SOURCE MATERIAL START

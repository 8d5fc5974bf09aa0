//! rad-acct: send one RADIUS accounting packet, driven by a dictionary.

use std::path::PathBuf;
use std::thread;
use std::time::Duration;

use anyhow::{anyhow, Context};
use clap::{ArgAction, CommandFactory, Parser};
use tracing_subscriber::{layer::SubscriberExt, util::SubscriberInitExt};

use rad_acct::assembler::build_avps;
use rad_acct::config::{Action, Config, PartialConfig};
use rad_acct::dictionary::Dictionary;
use rad_acct::message::{Message, PacketCode};
use rad_acct::transport;
use rad_acct::types::supported_types;

/// Send a RADIUS accounting packet.
///
/// One of -S/-T/-I/-R selects the action; if more than one is given, the
/// last one present on the command line wins (matches the historical
/// getopt-based CLI this tool descends from).
#[derive(Parser)]
#[command(author, version, about, long_about = None)]
struct Args {
    /// RADIUS accounting server address
    #[arg(short = 'd', long = "dest")]
    dest: Option<String>,

    /// RADIUS accounting port
    #[arg(short = 'P', long = "port")]
    port: Option<u16>,

    /// Shared secret
    #[arg(short = 'p', long = "secret")]
    secret: Option<String>,

    /// Send Acct-Status-Type = Start
    #[arg(short = 'S', long = "start", action = ArgAction::SetTrue)]
    start: bool,

    /// Send Acct-Status-Type = Stop
    #[arg(short = 'T', long = "stop", action = ArgAction::SetTrue)]
    stop: bool,

    /// Send Acct-Status-Type = Interim-Update
    #[arg(short = 'I', long = "interim", action = ArgAction::SetTrue)]
    interim: bool,

    /// Send Stop, sleep for --delay seconds, then send Start
    #[arg(short = 'R', long = "restart", action = ArgAction::SetTrue)]
    restart: bool,

    /// User-Name
    #[arg(short = 'u', long = "username")]
    username: Option<String>,

    /// 3GPP-IMSI
    #[arg(short = 'i', long = "imsi")]
    imsi: Option<String>,

    /// 3GPP-IMEISV
    #[arg(short = 't', long = "imei")]
    imei: Option<String>,

    /// Framed-IP-Address or Framed-IPv6-Prefix, e.g. 10.0.0.1 or 10.0.0.1/24
    #[arg(short = 'f', long = "framed-ip")]
    framed_ip: Option<String>,

    /// Calling-Station-Id
    #[arg(short = 'c', long = "calling-id")]
    calling_id: Option<String>,

    /// Called-Station-Id
    #[arg(short = 'C', long = "called-id")]
    called_id: Option<String>,

    /// Extra attribute, name=value, may be given multiple times
    #[arg(short = 'a', long = "avp")]
    avp: Vec<String>,

    /// Seconds to sleep between Stop and Start when --restart is given
    #[arg(short = 'D', long = "delay")]
    delay: Option<u64>,

    /// Directory containing the dictionary file
    #[arg(long = "dict-path")]
    dict_path: Option<PathBuf>,

    /// Dictionary file name
    #[arg(long = "dict-fname")]
    dict_fname: Option<String>,

    /// Do not load or save the persisted config cache
    #[arg(short = 'L', long = "clean", action = ArgAction::SetTrue)]
    clean: bool,

    /// Raise logging verbosity to debug
    #[arg(short = 'v', long = "verbose", action = ArgAction::SetTrue)]
    verbose: bool,
}

/// Resolve the mutually exclusive action flags by "last one present in
/// argv order wins", matching the getopt loop this CLI descends from --
/// `clap`'s declarative parsing alone only tells us which flags were set,
/// not in what order, so argv indices are consulted directly.
fn resolve_action(_args: &Args) -> anyhow::Result<Option<Action>> {
    let matches = Args::command().get_matches();
    let flags: [(&str, Action); 4] = [
        ("start", Action::Start),
        ("stop", Action::Stop),
        ("interim", Action::Interim),
        ("restart", Action::Restart),
    ];
    let mut chosen: Option<(usize, Action)> = None;
    for (name, action) in flags {
        let is_set = matches
            .try_get_one::<bool>(name)
            .ok()
            .flatten()
            .copied()
            .unwrap_or(false);
        if !is_set {
            continue;
        }
        if let Some(idx) = matches.index_of(name) {
            if chosen.map_or(true, |(best, _)| idx > best) {
                chosen = Some((idx, action));
            }
        }
    }
    Ok(chosen.map(|(_, action)| action))
}

/// Split a `-f/--framed-ip` argument of the form `A` or `A/M` into the
/// address and an optional mask/prefix length.
fn parse_framed_ip(literal: &str) -> anyhow::Result<(String, Option<u8>)> {
    match literal.split_once('/') {
        Some((addr, mask)) => {
            let mask: u8 = mask
                .parse()
                .map_err(|_| anyhow!("--framed-ip mask {mask:?} must be a small integer"))?;
            Ok((addr.to_string(), Some(mask)))
        }
        None => Ok((literal.to_string(), None)),
    }
}

fn parse_avp(literal: &str) -> anyhow::Result<(String, String)> {
    literal
        .split_once('=')
        .map(|(name, value)| (name.to_string(), value.to_string()))
        .ok_or_else(|| anyhow!("--avp value {literal:?} must be name=value"))
}

fn cache_path() -> PathBuf {
    PathBuf::from(".rad-acct.toml")
}

fn main() -> anyhow::Result<()> {
    let args = Args::parse();

    let filter = if args.verbose {
        "debug"
    } else {
        "info"
    };
    tracing_subscriber::registry()
        .with(
            tracing_subscriber::EnvFilter::try_from_default_env()
                .unwrap_or_else(|_| filter.into()),
        )
        .with(tracing_subscriber::fmt::layer())
        .init();

    let action = resolve_action(&args)?
        .ok_or_else(|| anyhow!("one of -S/-T/-I/-R is required"))?;

    let mut avps = Vec::new();
    for literal in &args.avp {
        avps.push(parse_avp(literal)?);
    }

    let (framed_ip, framed_mask) = match &args.framed_ip {
        Some(literal) => {
            let (addr, mask) = parse_framed_ip(literal)?;
            (Some(addr), mask)
        }
        None => (None, None),
    };

    let overlay = PartialConfig {
        radius_dest: args.dest.clone(),
        radius_port: args.port,
        radius_secret: args.secret.clone(),
        action: Some(action),
        username: args.username.clone(),
        imsi: args.imsi.clone(),
        imei: args.imei.clone(),
        framed_ip,
        framed_mask,
        calling_id: args.calling_id.clone(),
        called_id: args.called_id.clone(),
        subs_loc_info: None,
        delay: args.delay,
        avps,
        dict_path: args.dict_path.clone(),
        dict_fname: args.dict_fname.clone(),
    };

    let base = if args.clean {
        None
    } else {
        Config::load_cache(cache_path()).context("loading persisted config cache")?
    };
    let cfg = Config::merge(base, overlay).context("resolving configuration")?;

    tracing::debug!(supported_types = ?supported_types(), "wire types available");

    let dict = Dictionary::load(cfg.dictionary_file())
        .with_context(|| format!("loading dictionary from {:?}", cfg.dictionary_file()))?;

    match cfg.action {
        Action::Restart => {
            send_one(&cfg, &dict, Action::Stop)?;
            thread::sleep(Duration::from_secs(cfg.delay));
            send_one(&cfg, &dict, Action::Start)?;
        }
        other => send_one(&cfg, &dict, other)?,
    }

    if !args.clean {
        cfg.save_cache(cache_path()).context("persisting config cache")?;
    }

    Ok(())
}

fn send_one(cfg: &Config, dict: &Dictionary, action: Action) -> anyhow::Result<()> {
    let avps = build_avps(cfg, dict, action).context("assembling AVPs")?;

    let mut message = Message::new(PacketCode::AccountingRequest, 0, &cfg.radius_secret);
    for avp in avps {
        message.add_avp(avp)?;
    }
    let packet = message.encode(dict).context("encoding message")?;

    transport::send(&cfg.radius_dest, cfg.radius_port, &packet)
        .context("sending accounting packet")?;

    Ok(())
}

SOURCE MATERIAL END

- [THE PROBLEM] The lines above that hold "must" are the result; show every one of them.

- [EXERCISE RESULT]
                .map_err(|_| anyhow!("--framed-ip mask {mask:?} must be a small integer"))?;
        .ok_or_else(|| anyhow!("--avp value {literal:?} must be name=value"))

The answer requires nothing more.